Born in Bonn, Breuning was the son of Emanuel Joseph von Breuning and his wife Helene von Breuning, also known as Beethoven's second mother. In 1784, the family made the acquaintance of Ludwig van Beethoven in their home at Bonn. He became a close friend to the family and gave piano lessons to the Breuning children Eleonore and Lorenz.

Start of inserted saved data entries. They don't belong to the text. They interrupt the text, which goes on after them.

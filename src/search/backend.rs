//! The search collaborator seam.

use crate::domain::{Result, SearchQuery, User};
use async_trait::async_trait;

/// Anything that can answer a user search.
///
/// The terminal front end uses [`HttpSearchClient`](super::HttpSearchClient);
/// tests plug in in-memory backends with controlled latency.
#[async_trait]
pub trait SearchBackend: Send + Sync {
    /// Returns the users matching `query`, in server order.
    ///
    /// # Errors
    ///
    /// Any failure is reported as an error and never retried by the caller.
    async fn search(&self, query: &SearchQuery) -> Result<Vec<User>>;
}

In 1801, Breuning moved to Vienna where four years later Beethoven's Fidelio was premiered. Besides Joseph Sonnleithner and Georg Friedrich Treitschke, Breuning also contributed to the libretto. In 1806, Beethoven dedicated his violin concerto op. 61 to his friend. Following Beethoven's death in 1827, Breuning assisted in handling affairs of the estate, then died at age 52 a few months later. The plan to publish a Beethoven biography, which Breuning had considered writing in collaboration with Beethoven's childhood friend and Breuning's brother-in-law Franz Gerhard Wegeler and Anton Schindler, could not be realized.

== Family ==
In April, 1808, Breuning married Julie von Vering (1791–1809), the daughter of Beethoven's physician Gerhard von Vering (1755-1823), to whom Beethoven dedicated the piano version of his Violin Concerto. Julie died at age 17, less than a year after their marriage. Around 1812, Breuning began a relationship with Constanze Ruschowitz (1785-86 in Freudenthal, Austrian Silesia, – 5 October 1856 in Vienna), whom he married on 18 February 1817. She had three children:
- Gerhard von Breuning,
- Helena Juliana Philippina von Breuning (born 17 August 1818),
- Mara Magdalena Barbara von Breuning (born 2 April 1821).